Not the best food in the world, let alone for the prices they’re asking. Jeroen ordered some tortellini with some kind of sauce, and got the opposite—a plate full of sauce with bits of tortellini swimming in it. My Reuben sandwich was swimming in cheese—I guess cheese goes with everything here in America. So I guess that Caesar’s Palace Atlantic City differs from its Las Vegas counterpart in food quality, as well.
Off to Starbucks (that’s the only coffee place we could find) for some decaf coffee for me. We took the boardwalk for that. We actually walked, contrary to some other people.
Another hour passed by and we went to the theatre’s box office to collect our tickets.
Rows AA and BB for this concert were not sold through a channel open to the general public; that I know for sure, as Nancy verified that fact against the box office. Why was it like that? I can’t tell with 100% assurance, however Nancy is convinced that the best seats in the house—when the “house” is a casino resort—are often given to “high rollers” (namely, people who make the resort richer by losing more money than others) as some sign of appreciation for their continuing business. So, for the second time this tour, people were sitting between the stage and me.
At 8:50pm, the band took the stage and the concert started.
The first two rows, being mostly empty during the opening act, filled‐up quickly once the band took the stage. The last ones to enter the second row were a mature couple, sitting right in front of us, who reeked from perfume (her) and cologne (him; or was it the other way around? who knows. You can never know these days). Seemed as if the two were doing experiments in their room as to who can spend more time underwater while in a bath filled with perfume.

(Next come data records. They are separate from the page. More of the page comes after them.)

// Copyright (c) 2024-2026 Martin Schröder <info@swedishembedded.com>
//
// SPDX-License-Identifier: Apache-2.0
//!
//! Stream translator — folds the engine's irregular message stream into a
//! linear, non-redundant [`AgentEvent`] stream.
//!
//! The engine interleaves two partially-overlapping encodings of the same
//! content: low-level streaming deltas, and aggregated blocks repeated on the
//! completed message. The translator keeps the useful union — text, thinking,
//! and tool-input as they stream, plus the finalized structured tool input
//! and the tool results. The `had_stream_thinking` flag suppresses the
//! aggregated thinking block whenever its deltas already streamed, so
//! thinking is never emitted twice.
//!
//! The translator is single-threaded by construction: only the session's
//! driver task calls `translate`, so no lock is needed around its state.

use serde_json::Value;
use tether_engine::{tool_result_text, ContentBlock, EngineMessage, StreamEvent};
use tether_protocol::{AgentEvent, Role};

/// Stateful per-session reducer: one engine message in, zero or more events out.
pub struct Translator {
    /// Every tool introduced this session, in introduction order.
    /// `input_json_delta` events carry no id, so they are attributed to the
    /// most recently introduced tool.
    tools: Vec<(String, String)>,
    /// Whether any thinking delta streamed since the last `message_start`.
    had_stream_thinking: bool,
}

impl Translator {
    pub fn new() -> Self {
        Self {
            tools: Vec::new(),
            had_stream_thinking: false,
        }
    }

    pub fn translate(&mut self, raw: &Value) -> Vec<AgentEvent> {
        match EngineMessage::parse(raw) {
            EngineMessage::Stream {
                event,
                parent_tool_use_id,
            } => self.on_stream_event(event, parent_tool_use_id),
            EngineMessage::Assistant { content, .. } => self.on_assistant(content),
            EngineMessage::User { content } => on_user(content),
            EngineMessage::Init { session_id } => vec![AgentEvent::SessionInit { session_id }],
            EngineMessage::Result { subtype, result } => {
                if subtype.as_deref() == Some("success") {
                    vec![AgentEvent::Result { result }]
                } else {
                    vec![AgentEvent::Error {
                        message: subtype.unwrap_or_else(|| "unknown_error".to_string()),
                    }]
                }
            }
            EngineMessage::Other => Vec::new(),
        }
    }

    fn on_stream_event(
        &mut self,
        event: StreamEvent,
        parent_tool_use_id: Option<String>,
    ) -> Vec<AgentEvent> {
        match event {
            StreamEvent::MessageStart => {
                self.had_stream_thinking = false;
                vec![AgentEvent::MessageStart {
                    role: Role::Assistant,
                    parent_tool_use_id,
                }]
            }
            StreamEvent::BlockStart(ContentBlock::ToolUse { id, name, .. }) => {
                self.record_tool(&id, &name);
                vec![AgentEvent::ToolStart {
                    tool_call_id: id,
                    tool_name: name,
                }]
            }
            StreamEvent::TextDelta(text) => vec![AgentEvent::TextDelta { text }],
            StreamEvent::ThinkingDelta(text) => {
                self.had_stream_thinking = true;
                vec![AgentEvent::ThinkingDelta { text }]
            }
            StreamEvent::InputJsonDelta(text) => match self.tools.last() {
                Some((id, _)) => vec![AgentEvent::ToolInputDelta {
                    tool_call_id: id.clone(),
                    text,
                }],
                // Input deltas before any tool was introduced have nowhere to
                // go; drop them rather than invent an attribution.
                None => Vec::new(),
            },
            StreamEvent::BlockStart(_) | StreamEvent::Other => Vec::new(),
        }
    }

    fn on_assistant(&mut self, content: Vec<ContentBlock>) -> Vec<AgentEvent> {
        let mut out = Vec::new();
        for block in content {
            match block {
                ContentBlock::Thinking { thinking } => {
                    // The aggregated block is redundant when its deltas
                    // already streamed this turn.
                    if !self.had_stream_thinking {
                        out.push(AgentEvent::ThinkingDelta { text: thinking });
                    }
                }
                ContentBlock::ToolUse { id, name, input } => {
                    self.record_tool(&id, &name);
                    out.push(AgentEvent::ToolCall {
                        tool_call_id: id,
                        tool_name: name,
                        input,
                    });
                }
                // Text blocks are fully covered by streaming deltas.
                ContentBlock::Text { .. }
                | ContentBlock::ToolResult { .. }
                | ContentBlock::Other => {}
            }
        }
        out
    }

    fn record_tool(&mut self, id: &str, name: &str) {
        match self.tools.iter_mut().find(|(tid, _)| tid == id) {
            Some((_, existing)) => *existing = name.to_string(),
            None => self.tools.push((id.to_string(), name.to_string())),
        }
    }
}

impl Default for Translator {
    fn default() -> Self {
        Self::new()
    }
}

fn on_user(content: Vec<ContentBlock>) -> Vec<AgentEvent> {
    content
        .into_iter()
        .filter_map(|block| match block {
            ContentBlock::ToolResult {
                tool_use_id,
                content,
            } => Some(AgentEvent::ToolResult {
                tool_call_id: tool_use_id,
                result: Value::String(tool_result_text(&content)),
                is_error: None,
            }),
            _ => None,
        })
        .collect()
}

// ── Unit tests ────────────────────────────────────────────────────────────────

#[cfg(test)]
mod tests {
    use serde_json::json;

    use super::*;

    fn stream_event(event: Value) -> Value {
        json!({ "type": "stream_event", "event": event })
    }

    fn text_delta(text: &str) -> Value {
        stream_event(json!({
            "type": "content_block_delta",
            "delta": { "type": "text_delta", "text": text },
        }))
    }

    fn thinking_delta(text: &str) -> Value {
        stream_event(json!({
            "type": "content_block_delta",
            "delta": { "type": "thinking_delta", "thinking": text },
        }))
    }

    fn message_start() -> Value {
        stream_event(json!({ "type": "message_start" }))
    }

    #[test]
    fn text_streaming_turn() {
        let mut t = Translator::new();
        let mut events = Vec::new();
        events.extend(t.translate(&json!({
            "type": "system", "subtype": "init", "session_id": "int-1",
        })));
        events.extend(t.translate(&message_start()));
        events.extend(t.translate(&text_delta("Hello ")));
        events.extend(t.translate(&text_delta("world!")));
        events.extend(t.translate(&json!({ "type": "assistant", "message": { "content": [] } })));
        events.extend(t.translate(&json!({ "type": "result", "subtype": "success" })));

        assert_eq!(
            events,
            vec![
                AgentEvent::SessionInit {
                    session_id: "int-1".into()
                },
                AgentEvent::MessageStart {
                    role: Role::Assistant,
                    parent_tool_use_id: None
                },
                AgentEvent::TextDelta {
                    text: "Hello ".into()
                },
                AgentEvent::TextDelta {
                    text: "world!".into()
                },
                AgentEvent::Result { result: None },
            ]
        );
    }

    #[test]
    fn tool_call_lifecycle() {
        let mut t = Translator::new();

        let started = t.translate(&stream_event(json!({
            "type": "content_block_start",
            "content_block": { "type": "tool_use", "id": "tc-1", "name": "Read", "input": {} },
        })));
        assert_eq!(
            started,
            vec![AgentEvent::ToolStart {
                tool_call_id: "tc-1".into(),
                tool_name: "Read".into()
            }]
        );

        let delta = t.translate(&stream_event(json!({
            "type": "content_block_delta",
            "delta": { "type": "input_json_delta", "partial_json": "{\"file_path\":\"/tmp/test.ts\"}" },
        })));
        assert_eq!(
            delta,
            vec![AgentEvent::ToolInputDelta {
                tool_call_id: "tc-1".into(),
                text: "{\"file_path\":\"/tmp/test.ts\"}".into()
            }]
        );

        let finalized = t.translate(&json!({
            "type": "assistant",
            "message": { "content": [
                { "type": "tool_use", "id": "tc-1", "name": "Read",
                  "input": { "file_path": "/tmp/test.ts" } },
            ] },
        }));
        match &finalized[..] {
            [AgentEvent::ToolCall {
                tool_call_id,
                tool_name,
                input,
            }] => {
                assert_eq!(tool_call_id, "tc-1");
                assert_eq!(tool_name, "Read");
                assert_eq!(input["file_path"], "/tmp/test.ts");
            }
            other => panic!("unexpected events: {other:?}"),
        }

        let result = t.translate(&json!({
            "type": "user",
            "message": { "content": [
                { "type": "tool_result", "tool_use_id": "tc-1", "content": "const x = 42;" },
            ] },
        }));
        assert_eq!(
            result,
            vec![AgentEvent::ToolResult {
                tool_call_id: "tc-1".into(),
                result: json!("const x = 42;"),
                is_error: None,
            }]
        );
    }

    #[test]
    fn input_json_delta_attributes_to_most_recent_tool() {
        let mut t = Translator::new();
        for (id, name) in [("tc-1", "Read"), ("tc-2", "Bash")] {
            t.translate(&stream_event(json!({
                "type": "content_block_start",
                "content_block": { "type": "tool_use", "id": id, "name": name, "input": {} },
            })));
        }
        let events = t.translate(&stream_event(json!({
            "type": "content_block_delta",
            "delta": { "type": "input_json_delta", "partial_json": "{}" },
        })));
        assert_eq!(
            events,
            vec![AgentEvent::ToolInputDelta {
                tool_call_id: "tc-2".into(),
                text: "{}".into()
            }]
        );
    }

    #[test]
    fn input_json_delta_without_any_tool_is_dropped() {
        let mut t = Translator::new();
        let events = t.translate(&stream_event(json!({
            "type": "content_block_delta",
            "delta": { "type": "input_json_delta", "partial_json": "{}" },
        })));
        assert!(events.is_empty());
    }

    #[test]
    fn streamed_thinking_suppresses_the_aggregated_block() {
        let mut t = Translator::new();
        t.translate(&message_start());
        let streamed = t.translate(&thinking_delta("stream thought"));
        assert_eq!(
            streamed,
            vec![AgentEvent::ThinkingDelta {
                text: "stream thought".into()
            }]
        );

        // The aggregated assistant message repeats the thinking and adds a
        // text block; both are redundant here.
        let aggregated = t.translate(&json!({
            "type": "assistant",
            "message": { "content": [
                { "type": "thinking", "thinking": "stream thought" },
                { "type": "text", "text": "response" },
            ] },
        }));
        assert!(aggregated.is_empty());
    }

    #[test]
    fn message_start_resets_the_thinking_gate() {
        let mut t = Translator::new();
        t.translate(&message_start());
        t.translate(&thinking_delta("first turn"));
        t.translate(&json!({
            "type": "assistant",
            "message": { "content": [{ "type": "thinking", "thinking": "first turn" }] },
        }));

        // Second turn: no streamed thinking, so the aggregated block counts.
        t.translate(&message_start());
        let events = t.translate(&json!({
            "type": "assistant",
            "message": { "content": [{ "type": "thinking", "thinking": "second turn thought" }] },
        }));
        assert_eq!(
            events,
            vec![AgentEvent::ThinkingDelta {
                text: "second turn thought".into()
            }]
        );
    }

    #[test]
    fn non_success_result_becomes_error() {
        let mut t = Translator::new();
        let events = t.translate(&json!({ "type": "result", "subtype": "error_max_turns" }));
        assert_eq!(
            events,
            vec![AgentEvent::Error {
                message: "error_max_turns".into()
            }]
        );

        let events = t.translate(&json!({ "type": "result" }));
        assert_eq!(
            events,
            vec![AgentEvent::Error {
                message: "unknown_error".into()
            }]
        );
    }

    #[test]
    fn unknown_message_types_produce_nothing() {
        let mut t = Translator::new();
        assert!(t.translate(&json!({ "type": "telemetry" })).is_empty());
        assert!(t.translate(&json!({})).is_empty());
        assert!(t
            .translate(&json!({ "type": "system", "subtype": "status" }))
            .is_empty());
    }

    #[test]
    fn subagent_message_start_carries_parent_id() {
        let mut t = Translator::new();
        let events = t.translate(&json!({
            "type": "stream_event",
            "event": { "type": "message_start" },
            "parent_tool_use_id": "tc-parent",
        }));
        assert_eq!(
            events,
            vec![AgentEvent::MessageStart {
                role: Role::Assistant,
                parent_tool_use_id: Some("tc-parent".into()),
            }]
        );
    }
}
// Copyright (c) 2024-2026 Martin Schröder <info@swedishembedded.com>
//
// SPDX-License-Identifier: Apache-2.0
use axum::http::StatusCode;
use axum::response::{IntoResponse, Response};
use axum::Json;
use serde_json::json;
use thiserror::Error;
use uuid::Uuid;

/// Handler failures, all rendered as JSON error bodies. Nothing here ever
/// crashes the process — a failed handler is just a 4xx/5xx to one client.
#[derive(Debug, Error)]
pub enum ServerError {
    #[error("unknown session '{0}'")]
    UnknownSession(String),

    #[error("event stream for session '{0}' is already subscribed")]
    StreamTaken(Uuid),

    #[error("{0}")]
    BadRequest(String),

    #[error("engine start failed: {0}")]
    EngineStart(String),
}

impl ServerError {
    fn status(&self) -> StatusCode {
        match self {
            ServerError::UnknownSession(_) => StatusCode::NOT_FOUND,
            ServerError::StreamTaken(_) => StatusCode::CONFLICT,
            ServerError::BadRequest(_) => StatusCode::BAD_REQUEST,
            ServerError::EngineStart(_) => StatusCode::INTERNAL_SERVER_ERROR,
        }
    }
}

impl IntoResponse for ServerError {
    fn into_response(self) -> Response {
        (self.status(), Json(json!({ "error": self.to_string() }))).into_response()
    }
}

Breathing became a tricky concept.
At the front row, an important looking guy was seated at the centre along with his lovely wife. He made sure to show us all that he feels at home: one foot on the stage during most of the show, arm around his wife / girlfriend, beer on the stage as well (within safe distance of the foot though; you wouldn’t want to knock it down and spill the beer all over the equipment—why waste beer?). That very same bloke later started video‐recording the show using his BlackBerry; surprisingly enough, the finger of death has not been employed towards him (or the other 3 or 4 recorders I was able to track from where I was seated). Here he is, towards the end of the show. Note the beer at the right‐hand side:
My previous experience with concerts taking place in casinos were terrible. This time, however, it was different. Other than one severely drunk individual at the back, who howled random song names at Mark after each song, the crowd was actually of the quieter crowd I’ve seen so far this tour.
Well, maybe “quiet” isn’t be the right word; “disinterested” was more like it. I found it pretty puzzling when, just after Speedway at Nazareth, most of the occupants of the second row simply vanished and it remained mostly empty. Occasionally, someone from the back rows would notice the vacant row, approach forward and gambled on the seat remaining empty till the end of the show—which, for the most part, was exactly what happened.
While the concert by itself was good, it wasn’t great. It couldn’t have been great, if only for the fact that there was no real “connection” between the band and the audience. As I wrote above, while Knopfler fans did exist there, still a large part of the audience appear to be completely disinterested, often interrupting others with their repeated entries and exits to and from the hall (again, for beer), chatting, howling random noises.
That was the last concert for Nancy to attend. So sad that our ways have to part tomorrow morning, but what can you do. Thanks Nancy for everything, it was great spending time with you!
I slept half way through the ride back to the hotel, ready to take on some good night sleep before the last concert of the North American tour, tomorrow in Albany, NY.